[Items from a data source]

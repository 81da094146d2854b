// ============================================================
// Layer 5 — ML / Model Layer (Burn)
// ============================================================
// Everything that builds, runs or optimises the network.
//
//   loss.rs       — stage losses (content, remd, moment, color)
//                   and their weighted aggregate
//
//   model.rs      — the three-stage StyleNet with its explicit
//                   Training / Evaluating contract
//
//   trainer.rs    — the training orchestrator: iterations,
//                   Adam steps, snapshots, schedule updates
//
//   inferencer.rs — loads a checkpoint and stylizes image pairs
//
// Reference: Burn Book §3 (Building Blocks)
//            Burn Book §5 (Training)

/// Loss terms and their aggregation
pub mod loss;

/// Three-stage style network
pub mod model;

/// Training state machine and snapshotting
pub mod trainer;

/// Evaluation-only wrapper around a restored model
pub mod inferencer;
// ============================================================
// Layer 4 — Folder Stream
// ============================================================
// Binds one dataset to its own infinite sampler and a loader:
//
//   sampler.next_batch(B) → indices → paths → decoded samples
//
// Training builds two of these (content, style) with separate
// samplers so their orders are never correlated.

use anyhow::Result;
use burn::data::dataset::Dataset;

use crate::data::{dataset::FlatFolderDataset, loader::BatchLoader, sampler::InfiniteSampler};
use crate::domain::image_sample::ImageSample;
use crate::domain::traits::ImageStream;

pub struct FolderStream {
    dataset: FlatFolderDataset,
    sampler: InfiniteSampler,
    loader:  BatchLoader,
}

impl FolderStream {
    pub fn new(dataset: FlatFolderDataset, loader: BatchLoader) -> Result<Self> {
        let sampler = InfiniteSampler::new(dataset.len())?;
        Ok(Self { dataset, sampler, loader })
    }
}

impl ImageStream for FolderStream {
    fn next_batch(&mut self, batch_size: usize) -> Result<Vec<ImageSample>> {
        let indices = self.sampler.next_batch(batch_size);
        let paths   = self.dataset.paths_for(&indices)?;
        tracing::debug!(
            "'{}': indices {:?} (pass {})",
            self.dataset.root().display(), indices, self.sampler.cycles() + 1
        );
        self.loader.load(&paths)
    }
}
==
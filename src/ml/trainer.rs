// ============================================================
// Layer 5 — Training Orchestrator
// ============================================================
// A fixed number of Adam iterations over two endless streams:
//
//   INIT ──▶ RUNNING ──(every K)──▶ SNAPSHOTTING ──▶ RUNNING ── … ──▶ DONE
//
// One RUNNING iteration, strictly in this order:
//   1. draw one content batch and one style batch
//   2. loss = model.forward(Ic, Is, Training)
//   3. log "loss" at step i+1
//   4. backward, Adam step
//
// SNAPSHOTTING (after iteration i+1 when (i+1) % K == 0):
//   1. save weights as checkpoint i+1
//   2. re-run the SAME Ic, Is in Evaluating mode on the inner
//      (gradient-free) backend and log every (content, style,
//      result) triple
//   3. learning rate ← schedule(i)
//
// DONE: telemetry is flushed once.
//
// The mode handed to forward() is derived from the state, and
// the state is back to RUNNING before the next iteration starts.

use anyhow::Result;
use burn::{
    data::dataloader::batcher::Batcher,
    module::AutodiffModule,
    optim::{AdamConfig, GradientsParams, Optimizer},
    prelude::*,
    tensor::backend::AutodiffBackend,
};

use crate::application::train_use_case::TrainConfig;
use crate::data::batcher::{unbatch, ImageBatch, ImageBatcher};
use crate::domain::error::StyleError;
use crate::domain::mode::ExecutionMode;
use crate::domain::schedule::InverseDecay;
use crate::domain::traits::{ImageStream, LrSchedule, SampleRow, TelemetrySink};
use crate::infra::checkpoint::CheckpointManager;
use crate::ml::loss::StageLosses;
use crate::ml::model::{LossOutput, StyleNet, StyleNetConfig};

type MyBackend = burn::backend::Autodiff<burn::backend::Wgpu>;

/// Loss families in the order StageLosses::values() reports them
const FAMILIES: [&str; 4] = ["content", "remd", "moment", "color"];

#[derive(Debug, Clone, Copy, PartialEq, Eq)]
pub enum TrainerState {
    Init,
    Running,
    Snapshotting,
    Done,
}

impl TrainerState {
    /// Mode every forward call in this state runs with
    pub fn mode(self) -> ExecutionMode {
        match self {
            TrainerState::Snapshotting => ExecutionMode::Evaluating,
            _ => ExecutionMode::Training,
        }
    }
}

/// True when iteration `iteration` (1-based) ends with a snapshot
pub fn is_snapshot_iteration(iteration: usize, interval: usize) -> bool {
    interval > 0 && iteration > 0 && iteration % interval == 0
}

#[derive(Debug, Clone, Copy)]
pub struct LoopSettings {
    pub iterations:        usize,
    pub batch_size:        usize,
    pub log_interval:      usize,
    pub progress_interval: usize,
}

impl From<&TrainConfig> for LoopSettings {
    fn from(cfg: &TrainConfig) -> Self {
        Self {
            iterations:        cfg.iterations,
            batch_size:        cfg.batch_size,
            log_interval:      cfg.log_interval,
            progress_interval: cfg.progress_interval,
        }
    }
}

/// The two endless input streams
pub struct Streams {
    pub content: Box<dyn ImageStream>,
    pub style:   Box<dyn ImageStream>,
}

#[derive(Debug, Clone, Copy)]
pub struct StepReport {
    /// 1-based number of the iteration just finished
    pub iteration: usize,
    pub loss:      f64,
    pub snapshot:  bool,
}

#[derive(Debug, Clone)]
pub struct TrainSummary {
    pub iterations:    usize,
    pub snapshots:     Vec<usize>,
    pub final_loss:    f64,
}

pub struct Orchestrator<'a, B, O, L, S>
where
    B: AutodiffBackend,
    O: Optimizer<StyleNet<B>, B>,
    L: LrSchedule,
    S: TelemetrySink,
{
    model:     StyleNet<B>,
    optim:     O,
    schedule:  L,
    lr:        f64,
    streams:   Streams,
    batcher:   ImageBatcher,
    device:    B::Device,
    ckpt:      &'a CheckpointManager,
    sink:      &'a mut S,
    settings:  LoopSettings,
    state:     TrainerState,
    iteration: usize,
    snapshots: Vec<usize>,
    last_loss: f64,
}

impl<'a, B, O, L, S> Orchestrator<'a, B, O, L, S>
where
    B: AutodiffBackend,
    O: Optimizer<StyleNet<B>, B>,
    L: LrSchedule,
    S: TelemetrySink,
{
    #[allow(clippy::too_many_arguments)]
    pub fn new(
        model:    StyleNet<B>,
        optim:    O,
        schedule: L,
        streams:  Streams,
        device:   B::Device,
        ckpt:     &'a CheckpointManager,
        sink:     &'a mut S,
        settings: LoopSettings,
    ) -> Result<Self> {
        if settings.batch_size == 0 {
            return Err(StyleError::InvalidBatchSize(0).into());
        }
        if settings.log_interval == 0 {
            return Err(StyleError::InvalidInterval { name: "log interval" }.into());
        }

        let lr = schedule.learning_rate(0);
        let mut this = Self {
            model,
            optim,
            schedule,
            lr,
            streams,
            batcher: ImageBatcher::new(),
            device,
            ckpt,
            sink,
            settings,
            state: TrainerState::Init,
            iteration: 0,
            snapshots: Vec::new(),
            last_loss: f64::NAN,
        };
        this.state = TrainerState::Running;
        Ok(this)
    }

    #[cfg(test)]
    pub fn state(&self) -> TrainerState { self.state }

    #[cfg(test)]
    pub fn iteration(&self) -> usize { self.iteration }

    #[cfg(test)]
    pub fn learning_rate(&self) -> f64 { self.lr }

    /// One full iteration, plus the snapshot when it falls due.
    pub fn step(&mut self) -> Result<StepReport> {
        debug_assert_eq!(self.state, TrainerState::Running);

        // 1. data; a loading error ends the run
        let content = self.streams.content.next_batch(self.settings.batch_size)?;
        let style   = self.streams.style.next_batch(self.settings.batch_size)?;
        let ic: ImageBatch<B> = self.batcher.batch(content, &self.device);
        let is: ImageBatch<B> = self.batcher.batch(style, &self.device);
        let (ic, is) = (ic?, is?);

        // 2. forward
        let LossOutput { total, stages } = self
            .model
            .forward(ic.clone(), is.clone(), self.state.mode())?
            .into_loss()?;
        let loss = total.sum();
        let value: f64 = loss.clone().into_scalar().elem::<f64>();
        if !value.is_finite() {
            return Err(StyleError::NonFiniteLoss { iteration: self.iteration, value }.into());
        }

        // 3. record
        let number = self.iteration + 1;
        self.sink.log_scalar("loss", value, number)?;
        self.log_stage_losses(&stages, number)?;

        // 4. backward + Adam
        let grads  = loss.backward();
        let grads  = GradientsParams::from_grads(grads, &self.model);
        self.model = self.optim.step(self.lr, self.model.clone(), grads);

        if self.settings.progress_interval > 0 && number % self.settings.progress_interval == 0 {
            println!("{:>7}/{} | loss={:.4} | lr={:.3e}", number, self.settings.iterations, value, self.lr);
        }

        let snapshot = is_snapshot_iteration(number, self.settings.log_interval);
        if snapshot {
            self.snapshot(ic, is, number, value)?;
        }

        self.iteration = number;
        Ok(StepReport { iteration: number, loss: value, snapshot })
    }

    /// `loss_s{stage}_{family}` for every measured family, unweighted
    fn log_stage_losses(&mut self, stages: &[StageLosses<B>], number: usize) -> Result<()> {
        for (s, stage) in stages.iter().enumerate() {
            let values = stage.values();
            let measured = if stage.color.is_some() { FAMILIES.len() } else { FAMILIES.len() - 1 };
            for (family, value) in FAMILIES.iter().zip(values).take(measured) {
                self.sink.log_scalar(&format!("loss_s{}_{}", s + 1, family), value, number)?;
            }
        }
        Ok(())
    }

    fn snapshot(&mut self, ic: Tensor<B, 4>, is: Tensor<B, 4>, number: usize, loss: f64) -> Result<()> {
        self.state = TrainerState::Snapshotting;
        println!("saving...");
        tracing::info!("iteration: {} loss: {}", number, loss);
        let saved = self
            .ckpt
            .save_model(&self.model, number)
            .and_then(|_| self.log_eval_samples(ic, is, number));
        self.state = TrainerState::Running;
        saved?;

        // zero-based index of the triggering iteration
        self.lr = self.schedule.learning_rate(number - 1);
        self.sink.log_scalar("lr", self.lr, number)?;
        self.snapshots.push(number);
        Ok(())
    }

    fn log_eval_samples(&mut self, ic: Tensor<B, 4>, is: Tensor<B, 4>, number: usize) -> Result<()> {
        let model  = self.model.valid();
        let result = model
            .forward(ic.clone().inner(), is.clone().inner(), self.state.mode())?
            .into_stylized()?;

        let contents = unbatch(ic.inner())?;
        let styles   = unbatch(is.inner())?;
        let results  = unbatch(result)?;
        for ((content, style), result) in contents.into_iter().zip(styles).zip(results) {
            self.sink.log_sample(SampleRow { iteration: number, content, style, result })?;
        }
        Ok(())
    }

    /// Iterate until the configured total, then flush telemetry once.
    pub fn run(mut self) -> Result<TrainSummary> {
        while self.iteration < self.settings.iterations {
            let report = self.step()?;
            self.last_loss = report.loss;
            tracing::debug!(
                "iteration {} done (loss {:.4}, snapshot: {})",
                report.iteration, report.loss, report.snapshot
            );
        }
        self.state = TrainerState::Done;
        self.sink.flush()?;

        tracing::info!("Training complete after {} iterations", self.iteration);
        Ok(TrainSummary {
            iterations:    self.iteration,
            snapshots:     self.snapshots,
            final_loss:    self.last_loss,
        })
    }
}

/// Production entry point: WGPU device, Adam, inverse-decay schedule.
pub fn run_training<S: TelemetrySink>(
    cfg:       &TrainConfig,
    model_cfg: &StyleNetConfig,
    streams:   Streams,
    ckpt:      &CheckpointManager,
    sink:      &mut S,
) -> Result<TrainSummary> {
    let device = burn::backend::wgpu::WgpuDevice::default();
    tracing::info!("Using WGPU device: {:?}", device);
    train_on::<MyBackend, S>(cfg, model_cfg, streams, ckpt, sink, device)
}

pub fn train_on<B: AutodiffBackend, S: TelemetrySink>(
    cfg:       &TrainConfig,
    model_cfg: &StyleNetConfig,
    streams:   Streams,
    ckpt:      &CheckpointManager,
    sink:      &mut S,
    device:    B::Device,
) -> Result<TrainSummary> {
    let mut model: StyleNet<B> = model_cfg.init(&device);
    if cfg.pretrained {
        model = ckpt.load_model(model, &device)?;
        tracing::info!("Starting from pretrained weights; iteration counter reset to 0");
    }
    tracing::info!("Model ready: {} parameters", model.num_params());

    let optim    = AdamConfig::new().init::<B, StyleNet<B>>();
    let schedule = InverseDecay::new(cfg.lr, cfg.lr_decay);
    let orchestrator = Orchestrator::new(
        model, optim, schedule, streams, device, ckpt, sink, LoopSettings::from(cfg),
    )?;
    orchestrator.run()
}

### DESCRIPTION OF THE TASK
Bring together each line above where the string "ImageSample" turns up.

### WRITTEN ANSWER
use crate::domain::image_sample::ImageSample;
    fn next_batch(&mut self, batch_size: usize) -> Result<Vec<ImageSample>> {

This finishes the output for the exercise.